COMPTE-RENDU : chef de file de la musique baroque, Jordi Savall s’allie au Concert des Nations pour faire briller les Romantiques Symphonies n°7 et 8 de Beethoven. 

À l’approche de Noël, Bozar convie son public à un concert empreint d’une profonde intensité. En incitant les bruxellois à explorer les panoramas qui constituent notre « Palais Mental », Jordi Savall, expert en la matière, initie un périple personnel.

Place aux Nations

Le Concert des Nations, sous l’égide inspirée de Jordi Savall et de sa défunte épouse Montserrat Figueras se fait écho vivant de l’histoire musical. Fondé en 1989 lors de la préparation du projet Canticum Beatae Virgine de Marc-Antoine Charpentier, l’ensemble instrumental s’est donné pour mission de faire revivre le répertoire allant du Baroque au Romantisme, de 1600 à 1850. 

Jordi Savall © Wikimedia Commons

Le nome de l’ensemble est emprunté à l’œuvre Les Nations de François Couperin, symbole de l’union des styles et d’une vision européenne unifiée sous l’égide du siècle des lumières. Composé de spécialistes aux origines principalement latines (France, Italie, Portugal, Espagne et Amérique latine), l’ensemble a tracé un sillon distinctif dans l’univers de la musique baroco-romantico-classique au services des opus de Charpentier, Bach, Haydn, Mozart, Haendel, Marais, Arriaga, Beethoven, Purcell, Dumanoir, Boccherini, Rameau ou Vivaldi. 

À lire également : Beethoven par Jordi Savall, un retour aux sources

Pour les amoureux du cinéma, l’ensemble avait accompagné, sous la direction de Jordi Savall, la bande originale du film Tous les Matins du Monde, servant la partition du Jean de Sainte-Colombe et son élève brillant, Marin Marais. 

Balade musicale

La Symphonie n°6 de Ludwig van Beethoven (1805-1808), communément appelée « La Pastorale », se distingue par son romantisme exacerbé, et pourtant serein et naturel. Accord parfait entre nature et culture, la notion de paysage est nourrie par le désir d’en faire un monde. Tandis que Beethoven composait la Symphonie Pastorale, Caspar David Friedrich peignait sa série des temps de la journée avec ici l’Après-midi  et Le Soir (quelques années plus tard en 1821).

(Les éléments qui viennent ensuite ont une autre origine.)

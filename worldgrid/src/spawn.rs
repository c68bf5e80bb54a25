//! Static spawn metadata, provided by the persistence collaborator and used by the grid
//! loader and the respawn machinery.

use crate::entity::{EntityKind, Position};
use crate::coord::{CellCoord, GridCoord};


/// The kinds of entities that can be spawned from persisted spawn definitions.
#[derive(Debug, Clone, Copy, PartialEq, Eq, Hash, PartialOrd, Ord)]
pub enum SpawnKind {
    Creature,
    GameObject,
    AreaTrigger,
}

impl SpawnKind {

    #[inline]
    pub fn entity_kind(self) -> EntityKind {
        match self {
            SpawnKind::Creature => EntityKind::Creature,
            SpawnKind::GameObject => EntityKind::GameObject,
            SpawnKind::AreaTrigger => EntityKind::AreaTrigger,
        }
    }

    #[inline]
    pub fn from_entity_kind(kind: EntityKind) -> Option<Self> {
        match kind {
            EntityKind::Creature => Some(SpawnKind::Creature),
            EntityKind::GameObject => Some(SpawnKind::GameObject),
            EntityKind::AreaTrigger => Some(SpawnKind::AreaTrigger),
            _ => None,
        }
    }

    /// Only creatures and game objects have respawn records, area triggers are
    /// permanent.
    #[inline]
    pub fn has_respawns(self) -> bool {
        matches!(self, SpawnKind::Creature | SpawnKind::GameObject)
    }

}


/// Identifier of the default spawn group, every spawn without explicit group is in it.
pub const DEFAULT_SPAWN_GROUP: u32 = 0;


/// A spawn definition, the template of an entity materialized when its grid loads.
#[derive(Debug, Clone, PartialEq)]
pub struct SpawnData {
    pub kind: SpawnKind,
    pub spawn_id: u64,
    pub entry: u32,
    pub map_id: u32,
    pub position: Position,
    pub group_id: u32,
    /// The pool owning this spawn, pooled spawns are managed externally.
    pub pool_id: Option<u32>,
    /// Respawn delay in seconds.
    pub respawn_delay: u32,
    /// Set for spawns only visible in a personal phase.
    pub phase_id: Option<u32>,
    /// Spawn the entity as an active entity.
    pub active: bool,
    /// Spawn the entity as a world object, visible from afar.
    pub world_object: bool,
    /// Creatures used as escort quest NPC.
    pub escort: bool,
}

impl SpawnData {

    pub fn new(kind: SpawnKind, spawn_id: u64, entry: u32, map_id: u32, position: Position) -> Self {
        Self {
            kind,
            spawn_id,
            entry,
            map_id,
            position,
            group_id: DEFAULT_SPAWN_GROUP,
            pool_id: None,
            respawn_delay: 300,
            phase_id: None,
            active: false,
            world_object: false,
            escort: false,
        }
    }

    #[inline]
    pub fn cell(&self) -> Option<CellCoord> {
        self.position.cell()
    }

    #[inline]
    pub fn grid(&self) -> Option<GridCoord> {
        self.position.grid()
    }

}


/// Flags of a spawn group.
#[derive(Debug, Clone, Copy, PartialEq, Eq, Hash, Default)]
pub struct SpawnGroupFlags(u32);

impl SpawnGroupFlags {

    pub const NONE: Self = Self(0);
    /// System groups are always active and cannot be toggled.
    pub const SYSTEM: Self = Self(0x01);
    /// The group is inactive unless explicitly toggled.
    pub const MANUAL_SPAWN: Self = Self(0x04);
    /// Escort quest NPCs, that may respawn while escorted depending on configuration.
    pub const ESCORT_QUEST_NPC: Self = Self(0x10);
    /// Despawn the group's entities when its condition stops being met.
    pub const DESPAWN_ON_CONDITION_FAILURE: Self = Self(0x20);

    #[inline]
    pub const fn contains(self, other: Self) -> bool {
        self.0 & other.0 == other.0
    }

    #[inline]
    pub const fn union(self, other: Self) -> Self {
        Self(self.0 | other.0)
    }

}

/// A named set of spawns that are activated and deactivated together.
#[derive(Debug, Clone, PartialEq)]
pub struct SpawnGroupData {
    pub group_id: u32,
    pub name: String,
    pub map_id: u32,
    pub flags: SpawnGroupFlags,
}

impl SpawnGroupData {

    /// The default system group every ungrouped spawn belongs to.
    pub fn default_group(map_id: u32) -> Self {
        Self {
            group_id: DEFAULT_SPAWN_GROUP,
            name: "Default Group".to_string(),
            map_id,
            flags: SpawnGroupFlags::SYSTEM,
        }
    }

    #[inline]
    pub fn is_system(&self) -> bool {
        self.flags.contains(SpawnGroupFlags::SYSTEM)
    }

}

David-Gaspard Friedrich, « Le Matin »

expression du sentiment, plutôt que peinture

Beethoven, à propos de sa Pastorale

Connu pour ses compositions puissantes et émotionnellement chargées, Beethoven a tissé dans la Pastorale une réseau harmonieux au service de la beauté simple, se démarquant ainsi de ses œuvres antérieures. Pacifique, contemplative, la pastorale s’ouvre avec un Allegro ma non troppo « Éveil d’impressions joyeuses en arrivant à la campagne ». À travers ses cinq mouvements, la Pastorale peint un tableau vibrant : une campagne, un ruisseau, des paysans et finalement d’une tempête orageuse, plus vraie que nature. Dépourvue de toute prétention littéraire ou autobiographique, la musique cherche à rendre la gratuité de la beauté naturelle, directe et totale, comme une balade.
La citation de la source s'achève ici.